▶ **Prompt**: Scan the entries below for the string "timestamp" and copy every line where it turns up.

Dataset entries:
=== Section Start ===
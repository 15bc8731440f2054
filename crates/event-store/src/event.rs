use std::collections::HashMap;

use chrono::{DateTime, Utc};
use common::Actor;
use serde::{Deserialize, Serialize};
use uuid::Uuid;

use crate::AggregateId;

/// Unique identifier for an event.
#[derive(Debug, Clone, Copy, PartialEq, Eq, Hash, Serialize, Deserialize)]
#[serde(transparent)]
pub struct EventId(Uuid);

impl EventId {
    /// Creates a new random event ID.
    pub fn new() -> Self {
        Self(Uuid::new_v4())
    }

    /// Creates an event ID from an existing UUID.
    pub fn from_uuid(uuid: Uuid) -> Self {
        Self(uuid)
    }

    /// Returns the underlying UUID.
    pub fn as_uuid(&self) -> Uuid {
        self.0
    }
}

impl Default for EventId {
    fn default() -> Self {
        Self::new()
    }
}

impl std::fmt::Display for EventId {
    fn fmt(&self, f: &mut std::fmt::Formatter<'_>) -> std::fmt::Result {
        write!(f, "{}", self.0)
    }
}

/// Version number of a stored event within its aggregate stream, used for
/// optimistic concurrency control.
///
/// Versions are contiguous and 1-based: the first event on a stream gets
/// version 1, and a stream's current version equals its event count.
#[derive(
    Debug, Clone, Copy, PartialEq, Eq, PartialOrd, Ord, Hash, Default, Serialize, Deserialize,
)]
#[serde(transparent)]
pub struct Version(i64);

impl Version {
    /// Creates a version from a raw value.
    pub fn new(value: i64) -> Self {
        Self(value)
    }

    /// Returns the initial version (0) of a stream with no events.
    pub fn initial() -> Self {
        Self(0)
    }

    /// Returns the first version (1), assigned to a stream's first event.
    pub fn first() -> Self {
        Self(1)
    }

    /// Returns the next version.
    pub fn next(&self) -> Self {
        Self(self.0 + 1)
    }

    /// Returns the raw version value.
    pub fn as_i64(&self) -> i64 {
        self.0
    }
}

impl std::fmt::Display for Version {
    fn fmt(&self, f: &mut std::fmt::Formatter<'_>) -> std::fmt::Result {
        write!(f, "{}", self.0)
    }
}

/// A durable audit record: the versioned projection of a domain event
/// inside the event store.
///
/// Stored events are immutable once written. The store assigns the
/// aggregate id and version at append time; everything else comes from the
/// [`NewStoredEvent`] candidate.
#[derive(Debug, Clone, Serialize, Deserialize)]
pub struct StoredEvent {
    /// The stream this event belongs to.
    pub aggregate_id: AggregateId,

    /// Unique identifier of the originating domain event.
    pub event_id: EventId,

    /// The type tag of the event (e.g. "ItemAdded").
    pub event_type: String,

    /// The kind of aggregate (e.g. "Cart", "Product").
    pub aggregate_type: String,

    /// The serialized event payload.
    pub payload: serde_json::Value,

    /// Position of this event within its stream (1-based, contiguous).
    pub version: Version,

    /// When the originating domain event occurred.
    pub occurred_on: DateTime<Utc>,

    /// Who caused the originating event.
    pub actor: Actor,

    /// Additional key-value metadata about the event.
    pub metadata: HashMap<String, serde_json::Value>,
}

/// A stored-event candidate: everything a [`StoredEvent`] carries except
/// the stream position, which the store assigns during append.
#[derive(Debug, Clone)]
pub struct NewStoredEvent {
    pub event_id: EventId,
    pub event_type: String,
    pub aggregate_type: String,
    pub payload: serde_json::Value,
    pub occurred_on: DateTime<Utc>,
    pub actor: Actor,
    pub metadata: HashMap<String, serde_json::Value>,
}

impl NewStoredEvent {
    /// Creates a new candidate builder.
    pub fn builder() -> NewStoredEventBuilder {
        NewStoredEventBuilder::default()
    }

    /// Stamps the candidate into a stored event at the given stream
    /// position. Called by store implementations during append.
    pub fn into_stored(self, aggregate_id: AggregateId, version: Version) -> StoredEvent {
        StoredEvent {
            aggregate_id,
            event_id: self.event_id,
            event_type: self.event_type,
            aggregate_type: self.aggregate_type,
            payload: self.payload,
            version,
            occurred_on: self.occurred_on,
            actor: self.actor,
            metadata: self.metadata,
        }
    }
}

/// Builder for constructing stored-event candidates.
#[derive(Debug, Default)]
pub struct NewStoredEventBuilder {
    event_id: Option<EventId>,
    event_type: Option<String>,
    aggregate_type: Option<String>,
    payload: Option<serde_json::Value>,
    occurred_on: Option<DateTime<Utc>>,
    actor: Actor,
    metadata: HashMap<String, serde_json::Value>,
}

impl NewStoredEventBuilder {
    /// Sets the event ID. If not set, a new ID is generated.
    pub fn event_id(mut self, id: EventId) -> Self {
        self.event_id = Some(id);
        self
    }

    /// Sets the event type tag.
    pub fn event_type(mut self, event_type: impl Into<String>) -> Self {
        self.event_type = Some(event_type.into());
        self
    }

    /// Sets the aggregate type.
    pub fn aggregate_type(mut self, aggregate_type: impl Into<String>) -> Self {
        self.aggregate_type = Some(aggregate_type.into());
        self
    }

    /// Sets the payload from a serializable value.
    pub fn payload<T: Serialize>(mut self, payload: &T) -> Result<Self, serde_json::Error> {
        self.payload = Some(serde_json::to_value(payload)?);
        Ok(self)
    }

    /// Sets the payload from a raw JSON value.
    pub fn payload_raw(mut self, payload: serde_json::Value) -> Self {
        self.payload = Some(payload);
        self
    }

    /// Sets when the originating event occurred. Defaults to now.
    pub fn occurred_on(mut self, timestamp: DateTime<Utc>) -> Self {
        self.occurred_on = Some(timestamp);
        self
    }

    /// Sets the actor metadata.
    pub fn actor(mut self, actor: Actor) -> Self {
        self.actor = actor;
        self
    }

    /// Adds a metadata entry.
    pub fn metadata(mut self, key: impl Into<String>, value: serde_json::Value) -> Self {
        self.metadata.insert(key.into(), value);
        self
    }

    /// Builds the candidate, returning None if a required field
    /// (event_type, aggregate_type, payload) is missing.
    pub fn try_build(self) -> Option<NewStoredEvent> {
        Some(NewStoredEvent {
            event_id: self.event_id.unwrap_or_default(),
            event_type: self.event_type?,
            aggregate_type: self.aggregate_type?,
            payload: self.payload?,
            occurred_on: self.occurred_on.unwrap_or_else(Utc::now),
            actor: self.actor,
            metadata: self.metadata,
        })
    }

    /// Builds the candidate.
    ///
    /// # Panics
    ///
    /// Panics if event_type, aggregate_type, or payload are not set.
    pub fn build(self) -> NewStoredEvent {
        self.try_build().expect("missing required candidate fields")
    }
}

#[cfg(test)]
mod tests {
    use super::*;

    #[test]
    fn event_id_new_creates_unique_ids() {
        assert_ne!(EventId::new(), EventId::new());
    }

    #[test]
    fn version_ordering() {
        let v1 = Version::new(1);
        let v2 = Version::new(2);
        assert!(v1 < v2);
        assert_eq!(v1.next(), v2);
    }

    #[test]
    fn version_initial_and_first() {
        assert_eq!(Version::initial().as_i64(), 0);
        assert_eq!(Version::first().as_i64(), 1);
        assert_eq!(Version::initial().next(), Version::first());
    }

    #[test]
    fn candidate_builder_stamps_into_stored_event() {
        let candidate = NewStoredEvent::builder()
            .event_type("ItemAdded")
            .aggregate_type("Cart")
            .payload_raw(serde_json::json!({"product_id": 42}))
            .actor(Actor::user("u1", "Alice"))
            .metadata("source", serde_json::json!("test"))
            .build();

        let stored = candidate.into_stored(AggregateId::new("cart-u1"), Version::first());
        assert_eq!(stored.aggregate_id.as_str(), "cart-u1");
        assert_eq!(stored.event_type, "ItemAdded");
        assert_eq!(stored.aggregate_type, "Cart");
        assert_eq!(stored.version, Version::first());
        assert_eq!(stored.actor.user_id.as_deref(), Some("u1"));
        assert_eq!(stored.metadata.get("source"), Some(&serde_json::json!("test")));
    }

    #[test]
    fn try_build_returns_none_on_missing_fields() {
        assert!(NewStoredEvent::builder().try_build().is_none());
        assert!(
            NewStoredEvent::builder()
                .event_type("X")
                .try_build()
                .is_none()
        );
    }
}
=== Section End ===
▶ **Result of the task**:
    pub fn occurred_on(mut self, timestamp: DateTime<Utc>) -> Self {
        self.occurred_on = Some(timestamp);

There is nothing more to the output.